Task objective:
The listing below needs to be copied in full, exactly.

Input material:

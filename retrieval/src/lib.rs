//! # Retrieval Engine
//!
//! Session-scoped question answering over a single uploaded document:
//!
//! - **Sessions**: isolated directories holding one document and its index
//! - **Ingest**: extract, chunk, embed and persist a document atomically
//! - **Answering**: retrieve the closest chunks and prompt a generative model
//!
//! ## Architecture
//!
//! ```text
//! ┌─────────────────────────────────────────────────────────────────┐
//! │                       Retrieval Engine                          │
//! ├─────────────────────────────────────────────────────────────────┤
//! │                                                                 │
//! │  ┌──────────────┐  ┌──────────────┐  ┌──────────────┐           │
//! │  │   Session    │  │    Prompt    │  │  Generation  │           │
//! │  │    Store     │  │   Library    │  │   Provider   │           │
//! │  └──────────────┘  └──────────────┘  └──────────────┘           │
//! │         │                 │                  │                  │
//! │         ▼                 └────────┬─────────┘                  │
//! │  ┌──────────────┐                  ▼                            │
//! │  │ TextSplitter │          ┌──────────────┐                     │
//! │  │   Embedder   │          │    answer    │                     │
//! │  │ VectorIndex  │          │  summarize   │                     │
//! │  └──────────────┘          └──────────────┘                     │
//! └─────────────────────────────────────────────────────────────────┘
//! ```
//!
//! ## Usage
//!
//! ```rust,ignore
//! use docchat_retrieval::{Document, RetrievalEngine};
//!
//! let engine = RetrievalEngine::builder()
//!     .with_sessions_dir("backend/sessions")
//!     .build()
//!     .await?;
//!
//! let id = engine.create_session().await?;
//! engine.ingest(id.as_str(), Document::new("plan.pdf", bytes)?).await?;
//! let answer = engine.answer(id.as_str(), "How often should I ice?", None).await?;
//! ```

pub mod config;
pub mod engine;
pub mod error;
pub mod generation;
pub mod prompt;
pub mod session;

pub use config::{
    ChunkingConfig, EmbeddingConfig, EmbeddingProviderType, GenerationConfig, PromptConfig,
    QueryConfig, RetrievalConfig,
};
pub use engine::{
    BackendStatus, FALLBACK_ANSWER, NO_DOCUMENT_SUMMARY, RetrievalEngine, RetrievalEngineBuilder,
    RetrievedChunk, build_context,
};
pub use error::{GenerationError, Result, RetrievalError, TemplateError};
pub use generation::{GeminiGenerator, GenerationProvider, SamplingParams};
pub use prompt::{PromptLibrary, PromptTemplate, assemble};
pub use session::{
    Document, DocumentRecord, IngestReport, SessionEngine, SessionId, SessionInfo,
    SessionRegistry, SessionState, SessionStore,
};

// Re-export from dependencies for convenience
pub use docchat_documents::{DocumentChunk, DocumentKind, TextSplitter};
pub use docchat_embeddings::{Embedder, EmbeddingProvider, HashingProvider};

Task solution:
filename retrieval/src/lib.rs
//! # Retrieval Engine
//!
//! Session-scoped question answering over a single uploaded document:
//!
//! - **Sessions**: isolated directories holding one document and its index
//! - **Ingest**: extract, chunk, embed and persist a document atomically
//! - **Answering**: retrieve the closest chunks and prompt a generative model
//!
//! ## Architecture
//!
//! ```text
//! ┌─────────────────────────────────────────────────────────────────┐
//! │                       Retrieval Engine                          │
//! ├─────────────────────────────────────────────────────────────────┤
//! │                                                                 │
//! │  ┌──────────────┐  ┌──────────────┐  ┌──────────────┐           │
//! │  │   Session    │  │    Prompt    │  │  Generation  │           │
//! │  │    Store     │  │   Library    │  │   Provider   │           │
//! │  └──────────────┘  └──────────────┘  └──────────────┘           │
//! │         │                 │                  │                  │
//! │         ▼                 └────────┬─────────┘                  │
//! │  ┌──────────────┐                  ▼                            │
//! │  │ TextSplitter │          ┌──────────────┐                     │
//! │  │   Embedder   │          │    answer    │                     │
//! │  │ VectorIndex  │          │  summarize   │                     │
//! │  └──────────────┘          └──────────────┘                     │
//! └─────────────────────────────────────────────────────────────────┘
//! ```
//!
//! ## Usage
//!
//! ```rust,ignore
//! use docchat_retrieval::{Document, RetrievalEngine};
//!
//! let engine = RetrievalEngine::builder()
//!     .with_sessions_dir("backend/sessions")
//!     .build()
//!     .await?;
//!
//! let id = engine.create_session().await?;
//! engine.ingest(id.as_str(), Document::new("plan.pdf", bytes)?).await?;
//! let answer = engine.answer(id.as_str(), "How often should I ice?", None).await?;
//! ```

pub mod config;
pub mod engine;
pub mod error;
pub mod generation;
pub mod prompt;
pub mod session;

pub use config::{
    ChunkingConfig, EmbeddingConfig, EmbeddingProviderType, GenerationConfig, PromptConfig,
    QueryConfig, RetrievalConfig,
};
pub use engine::{
    BackendStatus, FALLBACK_ANSWER, NO_DOCUMENT_SUMMARY, RetrievalEngine, RetrievalEngineBuilder,
    RetrievedChunk, build_context,
};
pub use error::{GenerationError, Result, RetrievalError, TemplateError};
pub use generation::{GeminiGenerator, GenerationProvider, SamplingParams};
pub use prompt::{PromptLibrary, PromptTemplate, assemble};
pub use session::{
    Document, DocumentRecord, IngestReport, SessionEngine, SessionId, SessionInfo,
    SessionRegistry, SessionState, SessionStore,
};

// Re-export from dependencies for convenience
pub use docchat_documents::{DocumentChunk, DocumentKind, TextSplitter};
pub use docchat_embeddings::{Embedder, EmbeddingProvider, HashingProvider};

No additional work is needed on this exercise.